Incidente sull’Appia, riflessioni di una ragazza sulle stragi della strada

Incidente sull’Appia, riflessioni di una ragazza sulle stragi della strada

12 Luglio 2020 0 Di Glenda Castrucci

Quando le tragedie colpiscono i coetanei: il mio pensiero va ai ragazzi rimasti coinvolti nel tragico incidente sull’Appia.

Ci insegnano sempre ad essere prudenti per strada. Quando a 18 anni non vediamo l’ora di metterci al volante, quando fremiamo dalla voglia di prendere la benedetta patente, comunque tutti ci ricordano che bisogna stare attenti, che dobbiamo fare piano, perché succedono cose brutte altrimenti. “Non ho paura di te, ma degli altri” -mi diceva e mi dice tutt’ora mi madre- perché è vero, per quanto di meglio si possa fare capita sempre qualcuno che non rispetta il codice, e allora accade quel che non dovrebbe.

A scuola guida l’istruttore a fianco a noi ti insegna la vita sulle quattro ruote, guarda a destra, guarda a sinistra, frena in tempo, occhio al semaforo, mantieni la distanza, stai sempre allerta sugli altri veicoli, che qui non si scherza mica, e ricordatelo sempre che non è un gioco diventare automobilisti. E allora da neo patentato stai concentrato con le mani sul volante, rispetti il limite di velocità, vai piano tanto comunque prima o poi ci arrivi a destinazione. Poi passano gli anni, acquisti sicurezza, il controllo della macchina è una passeggiata, magari è proprio la tua, te l’hanno regalata per un’occasione importante o te la sei comprata col sudore del lavoro.

A certe cose non ci fai più caso.
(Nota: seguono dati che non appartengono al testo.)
//! Per-transfer chunk buffering and completion detection.
//!
//! Chunks may arrive in any order. Each transfer keeps a map from chunk index
//! to bytes; a transfer is complete once the number of distinct indices equals
//! the declared total. Assembly concatenates indices `0..total` and frees the
//! transfer.
//!
//! # Example
//!
//! ```
//! use wisp_files::ReassemblyStore;
//!
//! let store = ReassemblyStore::new();
//! store.init_transfer("t1", "notes.txt", "text/plain", 2).unwrap();
//!
//! assert!(!store.add_chunk("t1", 1, b"world".to_vec()));
//! assert!(store.add_chunk("t1", 0, b"hello ".to_vec()));
//!
//! let file = store.assemble("t1").unwrap();
//! assert_eq!(file.data, b"hello world");
//! assert!(!store.is_complete("t1"));
//! ```

use crate::error::FilesError;
use crate::transfer::TransferState;
use crate::TransferId;
use dashmap::DashMap;
use std::collections::HashMap;

/// Buffered state of one inbound transfer
#[derive(Debug)]
struct ChunkedTransfer {
    file_name: String,
    mime_type: String,
    total_chunks: u64,
    received: HashMap<u64, Vec<u8>>,
}

impl ChunkedTransfer {
    fn received_count(&self) -> u64 {
        self.received.len() as u64
    }

    fn is_complete(&self) -> bool {
        self.received_count() == self.total_chunks
    }
}

/// A fully reassembled payload
#[derive(Debug, Clone, PartialEq, Eq)]
pub struct AssembledFile {
    /// File name announced in the metadata
    pub file_name: String,
    /// MIME type announced in the metadata
    pub mime_type: String,
    /// Concatenated chunk bytes in index order
    pub data: Vec<u8>,
}

/// Store of in-flight inbound transfers keyed by transfer id
#[derive(Debug, Default)]
pub struct ReassemblyStore {
    transfers: DashMap<TransferId, ChunkedTransfer>,
}

impl ReassemblyStore {
    /// Create an empty store
    pub fn new() -> Self {
        Self::default()
    }

    /// Register a new transfer
    ///
    /// An existing transfer with the same id is silently replaced; callers
    /// are expected to use fresh ids.
    ///
    /// # Errors
    ///
    /// Returns [`FilesError::InvalidChunkCount`] if `total_chunks` is zero.
    pub fn init_transfer(
        &self,
        transfer_id: &str,
        file_name: &str,
        mime_type: &str,
        total_chunks: u64,
    ) -> Result<(), FilesError> {
        if total_chunks == 0 {
            return Err(FilesError::InvalidChunkCount(total_chunks));
        }

        let previous = self.transfers.insert(
            transfer_id.to_string(),
            ChunkedTransfer {
                file_name: file_name.to_string(),
                mime_type: mime_type.to_string(),
                total_chunks,
                received: HashMap::new(),
            },
        );

        if previous.is_some() {
            tracing::warn!("Transfer {} re-initialized, buffered chunks dropped", transfer_id);
        }

        tracing::debug!(
            "Initialized transfer {} for {} ({} chunks)",
            transfer_id,
            file_name,
            total_chunks
        );

        Ok(())
    }

    /// Buffer one chunk
    ///
    /// Returns `true` iff the transfer is complete after this insertion.
    /// Chunks for unknown transfers or with an out-of-range index are
    /// rejected by returning `false`. Re-adding an index replaces its bytes
    /// without changing the received count.
    pub fn add_chunk(&self, transfer_id: &str, index: u64, data: Vec<u8>) -> bool {
        let Some(mut transfer) = self.transfers.get_mut(transfer_id) else {
            tracing::debug!("Dropping chunk {} for unknown transfer {}", index, transfer_id);
            return false;
        };

        if index >= transfer.total_chunks {
            tracing::warn!(
                "Dropping chunk {} for transfer {}: index out of range (total {})",
                index,
                transfer_id,
                transfer.total_chunks
            );
            return false;
        }

        if transfer.received.insert(index, data).is_some() {
            tracing::trace!("Replaced duplicate chunk {} for transfer {}", index, transfer_id);
        }

        transfer.is_complete()
    }

    /// Returns true if every declared chunk of a known transfer has arrived
    pub fn is_complete(&self, transfer_id: &str) -> bool {
        self.transfers
            .get(transfer_id)
            .is_some_and(|transfer| transfer.is_complete())
    }

    /// Current state of a transfer
    ///
    /// Ids that were never announced, or that have already been assembled or
    /// cleaned up, report [`TransferState::AwaitingMetadata`]: only a fresh
    /// metadata message can move them forward again.
    pub fn state(&self, transfer_id: &str) -> TransferState {
        self.transfers
            .get(transfer_id)
            .map_or(TransferState::AwaitingMetadata, |transfer| {
                TransferState::from_counts(transfer.received_count(), transfer.total_chunks)
            })
    }

    /// `(received, total)` chunk counts of a known transfer
    pub fn progress(&self, transfer_id: &str) -> Option<(u64, u64)> {
        self.transfers
            .get(transfer_id)
            .map(|transfer| (transfer.received_count(), transfer.total_chunks))
    }

    /// Concatenate all chunks in index order and free the transfer
    ///
    /// # Errors
    ///
    /// - [`FilesError::UnknownTransfer`] if the id is not registered
    /// - [`FilesError::MissingChunk`] if any index in `[0, total)` is absent;
    ///   the transfer stays registered so the caller can decide to clean up
    pub fn assemble(&self, transfer_id: &str) -> Result<AssembledFile, FilesError> {
        {
            let transfer = self
                .transfers
                .get(transfer_id)
                .ok_or_else(|| FilesError::UnknownTransfer(transfer_id.to_string()))?;

            if let Some(index) = (0..transfer.total_chunks).find(|i| !transfer.received.contains_key(i)) {
                tracing::error!("Missing chunk {} for transfer {}", index, transfer_id);
                return Err(FilesError::MissingChunk {
                    transfer_id: transfer_id.to_string(),
                    index,
                });
            }
        }

        let (_, mut transfer) = self
            .transfers
            .remove(transfer_id)
            .ok_or_else(|| FilesError::UnknownTransfer(transfer_id.to_string()))?;

        let size: usize = transfer.received.values().map(Vec::len).sum();
        let mut data = Vec::with_capacity(size);
        for index in 0..transfer.total_chunks {
            let chunk = transfer
                .received
                .remove(&index)
                .ok_or_else(|| FilesError::MissingChunk {
                    transfer_id: transfer_id.to_string(),
                    index,
                })?;
            data.extend_from_slice(&chunk);
        }

        tracing::debug!(
            "Assembled transfer {} ({} chunks, {} bytes)",
            transfer_id,
            transfer.total_chunks,
            data.len()
        );

        Ok(AssembledFile {
            file_name: transfer.file_name,
            mime_type: transfer.mime_type,
            data,
        })
    }

    /// Evict a transfer, e.g. when its connection closed mid-transfer
    ///
    /// Returns `true` if something was removed.
    pub fn cleanup(&self, transfer_id: &str) -> bool {
        let removed = self.transfers.remove(transfer_id).is_some();
        if removed {
            tracing::debug!("Cleaned up transfer {}", transfer_id);
        }
        removed
    }

    /// Number of in-flight transfers
    pub fn len(&self) -> usize {
        self.transfers.len()
    }

    /// Returns true if no transfers are buffered
    pub fn is_empty(&self) -> bool {
        self.transfers.is_empty()
    }
}

#[cfg(test)]
mod tests {
    use super::*;

    fn store_with(total: u64) -> ReassemblyStore {
        let store = ReassemblyStore::new();
        store
            .init_transfer("t1", "file.bin", "application/octet-stream", total)
            .unwrap();
        store
    }

    #[test]
    fn test_init_rejects_zero_chunks() {
        let store = ReassemblyStore::new();
        assert_eq!(
            store.init_transfer("t1", "f", "m", 0),
            Err(FilesError::InvalidChunkCount(0))
        );
        assert!(store.is_empty());
    }

    #[test]
    fn test_add_chunk_unknown_transfer() {
        let store = ReassemblyStore::new();
        assert!(!store.add_chunk("nope", 0, vec![1]));
        assert!(store.is_empty());
    }

    #[test]
    fn test_add_chunk_out_of_range() {
        let store = store_with(2);
        assert!(!store.add_chunk("t1", 2, vec![1]));
        assert_eq!(store.progress("t1"), Some((0, 2)));
    }

    #[test]
    fn test_completion_flag() {
        let store = store_with(3);
        assert!(!store.add_chunk("t1", 0, vec![0]));
        assert!(!store.add_chunk("t1", 1, vec![1]));
        assert!(store.add_chunk("t1", 2, vec![2]));
        assert!(store.is_complete("t1"));
    }

    #[test]
    fn test_duplicate_chunk_is_idempotent() {
        let store = store_with(2);
        assert!(!store.add_chunk("t1", 0, vec![0xAA]));
        assert!(!store.add_chunk("t1", 0, vec![0xAA]));
        assert_eq!(store.progress("t1"), Some((1, 2)));

        assert!(store.add_chunk("t1", 1, vec![0xBB]));
        assert_eq!(store.assemble("t1").unwrap().data, vec![0xAA, 0xBB]);
    }

    #[test]
    fn test_out_of_order_assembly() {
        let store = store_with(4);
        for index in [3u64, 1, 2, 0] {
            store.add_chunk("t1", index, vec![index as u8; 2]);
        }

        let file = store.assemble("t1").unwrap();
        assert_eq!(file.data, vec![0, 0, 1, 1, 2, 2, 3, 3]);
        assert_eq!(file.file_name, "file.bin");
        assert_eq!(file.mime_type, "application/octet-stream");
    }

    #[test]
    fn test_assemble_missing_chunk() {
        let store = store_with(3);
        store.add_chunk("t1", 0, vec![0]);
        store.add_chunk("t1", 2, vec![2]);

        assert_eq!(
            store.assemble("t1"),
            Err(FilesError::MissingChunk {
                transfer_id: "t1".to_string(),
                index: 1
            })
        );
        // Still registered after a failed assembly
        assert_eq!(store.progress("t1"), Some((2, 3)));
    }

    #[test]
    fn test_assemble_is_single_consumption() {
        let store = store_with(1);
        store.add_chunk("t1", 0, vec![9]);

        assert!(store.assemble("t1").is_ok());
        assert_eq!(
            store.assemble("t1"),
            Err(FilesError::UnknownTransfer("t1".to_string()))
        );
        assert!(!store.is_complete("t1"));
    }

    #[test]
    fn test_cleanup() {
        let store = store_with(4);
        store.add_chunk("t1", 0, vec![0]);
        store.add_chunk("t1", 1, vec![1]);

        assert!(store.cleanup("t1"));
        assert!(!store.cleanup("t1"));
        assert!(!store.is_complete("t1"));
        assert_eq!(store.state("t1"), TransferState::AwaitingMetadata);
    }

    #[test]
    fn test_state_transitions() {
        let store = ReassemblyStore::new();
        assert_eq!(store.state("t1"), TransferState::AwaitingMetadata);

        store.init_transfer("t1", "f", "m", 2).unwrap();
        assert_eq!(store.state("t1"), TransferState::Receiving);

        store.add_chunk("t1", 0, vec![0]);
        assert_eq!(store.state("t1"), TransferState::Receiving);

        store.add_chunk("t1", 1, vec![1]);
        assert_eq!(store.state("t1"), TransferState::Complete);
    }

    #[test]
    fn test_reinit_replaces_transfer() {
        let store = store_with(2);
        store.add_chunk("t1", 0, vec![0]);

        store.init_transfer("t1", "other.bin", "text/plain", 5).unwrap();
        assert_eq!(store.progress("t1"), Some((0, 5)));
        assert_eq!(store.len(), 1);
    }
}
Il limite di velocità non lo rispetti più. Il tizio davanti lo sorpassi perché va troppo lento. Che latte alle ginocchia questi camion. Oddio è tardi mi ti devi sbrigare, hai un appuntamento. Sei stanco ma ti metti lo stesso alla guida, non consideri un colpo di sonno. Hai bevuto un goccio di troppo, ma fa niente, speriamo non ti fermino le guardie. Ridi e scherzi con i tuoi amici in macchina, ma ce la fai a padroneggiare la strada dritta davanti a te, si possono fare molte cose contemporaneamente. Rispondi ad un messaggio, che sarà mai, è questione di secondi. Nulla di brutto potrà mai succedere, no, non a te, è assolutamente impossibile, ma forse agli altri…

È così difficile immaginare situazioni negative che ci toccano in prima persona. Forse siamo troppo sicuri di noi stessi.

Il grave incidente che la scorsa notte è avvenuto sull’Appia, nel quale ha perso la vita Alessandro Paolucci, 40enne di Cisterna, ha resuscitato pensieri ed emozioni in noi tutti, dovrebbe farci comprendere quanto la vita a volte può essere meschina, che non si deve giocare col fuoco, perché lei, la vita, ci avverte da sempre per ogni cosa.

Non serve trovare un capro espiatorio, affibbiare per forza la colpa a qualcheduno, tutto ciò che succede succede per un motivo e lo sappiamo bene. La prudenza, sempre.

Il mio pensiero va ai due ragazzi rimasti coinvolti nel tragico incidente, perché ogni vita è importante. Notizie del genere mi lasciano l’amaro in bocca, sopratutto quando si tratta di coetanei, poi Latina è una piccola città, ci conosciamo tutti. Sono ragazzi come me, hanno i loro sogni, i loro obiettivi da raggiungere, l’università, il lavoro, l’estate, un intero futuro davanti, anni ed anni di gioie e bellezze.

Questo pezzo si tinge di verde, come la speranza che per loro tutto vada per il meglio, che ogni cosa si aggiusti, che presto possano tornare a vivere le loro vite, perché a questa età di cose da fare ne abbiamo tutti le tasche stracolme, ed il destino non dovrebbe esserci avverso mai. Verde come la speranza che tragedie così non nè accadano più.

Stiamo attenti alla guida, siamo più prudenti.